Liu Xue Zhong, Pandya Arti, Angeli Simon, Telischi Fred F, Arnos Kathleen S, Nance Walter E, Balkany Thomas
Department of Otolaryngology, University of Miami, Miami, Florida 33136, USA.
Ear Hear. 2005 Jun;26(3):361-9. doi: 10.1097/00003446-200506000-00011.

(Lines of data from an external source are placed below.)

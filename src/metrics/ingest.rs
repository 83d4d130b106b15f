//! Ingest Phase Metrics
//!
//! Pagination progress and fetch timing for the upstream API.

use crate::metrics::{phase_metric, MetricDoc, MetricType, PhaseMetrics};

/// Metrics collection for the ingest phase
pub struct IngestMetrics;

impl IngestMetrics {
    /// Record one non-empty page
    pub fn record_page(records: usize) {
        ::metrics::counter!(phase_metric!(counter, "ingest", "pages_fetched")).increment(1);
        ::metrics::counter!(phase_metric!(counter, "ingest", "records_fetched"))
            .increment(records as u64);
    }

    /// Record a completed fetch of the whole dataset
    pub fn record_fetch_complete(total_records: usize, duration_secs: f64) {
        ::metrics::histogram!(phase_metric!(histogram, "ingest", "fetch_duration_seconds"))
            .record(duration_secs);
        ::metrics::gauge!(phase_metric!(gauge, "ingest", "last_fetch_records"))
            .set(total_records as f64);
    }

    /// Record a fetch that aborted the run
    pub fn record_fetch_error(status: u16) {
        ::metrics::counter!(
            phase_metric!(counter, "ingest", "fetch_errors"),
            "status" => status.to_string()
        )
        .increment(1);
    }
}

impl PhaseMetrics for IngestMetrics {
    fn register_metrics() {
        use metrics::{counter, gauge, histogram};

        let _ = counter!(phase_metric!(counter, "ingest", "pages_fetched"));
        let _ = counter!(phase_metric!(counter, "ingest", "records_fetched"));
        let _ = counter!(phase_metric!(counter, "ingest", "fetch_errors"));
        let _ = histogram!(phase_metric!(histogram, "ingest", "fetch_duration_seconds"));
        let _ = gauge!(phase_metric!(gauge, "ingest", "last_fetch_records"));
    }

    fn phase_name() -> &'static str {
        "ingest"
    }

    fn metrics_documentation() -> Vec<MetricDoc> {
        vec![
            MetricDoc {
                name: phase_metric!(counter, "ingest", "pages_fetched"),
                metric_type: MetricType::Counter,
                help: "Total number of non-empty pages fetched from the API",
                labels: vec![],
            },
            MetricDoc {
                name: phase_metric!(counter, "ingest", "records_fetched"),
                metric_type: MetricType::Counter,
                help: "Total number of raw records fetched from the API",
                labels: vec![],
            },
            MetricDoc {
                name: phase_metric!(counter, "ingest", "fetch_errors"),
                metric_type: MetricType::Counter,
                help: "Fetches that aborted a run",
                labels: vec!["status"],
            },
            MetricDoc {
                name: phase_metric!(histogram, "ingest", "fetch_duration_seconds"),
                metric_type: MetricType::Histogram,
                help: "Time taken to page through the whole dataset",
                labels: vec![],
            },
            MetricDoc {
                name: phase_metric!(gauge, "ingest", "last_fetch_records"),
                metric_type: MetricType::Gauge,
                help: "Number of records returned by the most recent fetch",
                labels: vec![],
            },
        ]
    }
}
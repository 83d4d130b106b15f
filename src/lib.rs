pub mod config;
pub mod constants;
pub mod dashboard;
pub mod error;
pub mod logging;
pub mod metrics;
pub mod pipeline;

// Layered boundaries for application and infrastructure
pub mod app;
pub mod infra;

// Domain data shapes shared across layers
pub mod domain;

The aim of the present study was to characterize audiological profiles in patients with GJB2 deafness
We screened DNA from 399 individuals with nonsyndromic deafness for mutations in the connexin 26 gene (GJB2) by sequence analysis. A total of 77 (19%) of these deaf individuals were biallelic GJB2 mutations (either homozygous or compound heterozygous mutations) (GJB2 deafness). Using the audiological classification criteria of genetic deafness proposed by the European Workshop on Genetic Hearing Loss, we analyzed audiograms of these patients to characterize audiological features of the GJB2 deafness. In addition, we reviewed audiological data of 411 deafness cases from the literature providing details of audiological data (including 157 with GJB2 deafness).
All categories of hearing loss severity were found, with significant differences in the findings from GJB2 cases: 1 (4.5%) of 22 individuals with mild hearing loss, 10 (13.3%) of 75 with moderate loss, 14 (14.9%) of 94 with severe loss, and 52 (25%) of 208 with profound deafness (Chi-square test, 3 df, p = 0.016). 81.6% of patients with GJB2 mutations had severe to profound loss, 18.4% with mild to moderate loss (Chi-square test, p = 0.014). The 235delC mutation was always associated with profound deafness. The main audiogram shapes found were residual/sloping (72.7%) and flat (23.4%). There were no differences in the severity and audiogram shapes of the hearing impairment between homozygous and compound heterozygous GJB2 deafness (Chi-square test, p > 0.05).
Our study shows that the probability of finding biallelic GJB2 mutations increases with the severity of hearing loss. Audiograms associated with GJB2 deafness were usually nonspecific. Patients with unknown causes of severe or profound hearing loss should be routinely tested for GJB2 mutations, but due to the variability in hearing loss, individuals with lesser degrees of hearing loss should not be precluded from testing.
本研究旨在描述GJB2耳聋患者的听力学特征。
我们通过序列分析对399例非综合征性耳聋患者的DNA进行筛查,以检测连接蛋白26基因(GJB2)的突变。这些耳聋个体中共有77例(19%)存在双等位基因GJB2突变(纯合或复合杂合突变)(GJB2耳聋)。我们采用欧洲遗传性听力损失研讨会提出的遗传性耳聋听力学分类标准,分析这些患者的听力图,以描述GJB2耳聋的听力学特征。此外,我们还回顾了文献中411例耳聋病例的听力学数据,这些文献提供了详细的听力学数据(包括157例GJB2耳聋患者)。
发现了所有类型的听力损失严重程度,GJB2病例的结果存在显著差异:22例轻度听力损失患者中有1例(4.5%),75例中度听力损失患者中有10例(13.3%),94例重度听力损失患者中有14例(14.9%),208例极重度耳聋患者中有52例(25%)(卡方检验,自由度为3,p = 0.016)。81.6%的GJB2突变患者存在重度至极重度听力损失,18.4%的患者存在轻度至中度听力损失(卡方检验,p = 0.014)。235delC突变总是与极重度耳聋相关。发现的主要听力图类型为残余/斜坡型(72.7%)和平坦型(23.4%)。纯合和复合杂合GJB2耳聋患者的听力损害严重程度和听力图类型没有差异(卡方检验,p > 0.05)。
我们的研究表明,发现双等位基因GJB2突变的概率随听力损失的严重程度增加。与GJB2耳聋相关的听力图通常是非特异性的。原因不明的重度或极重度听力损失患者应常规检测GJB2突变,但由于听力损失的变异性,不应排除听力损失程度较轻的个体进行检测。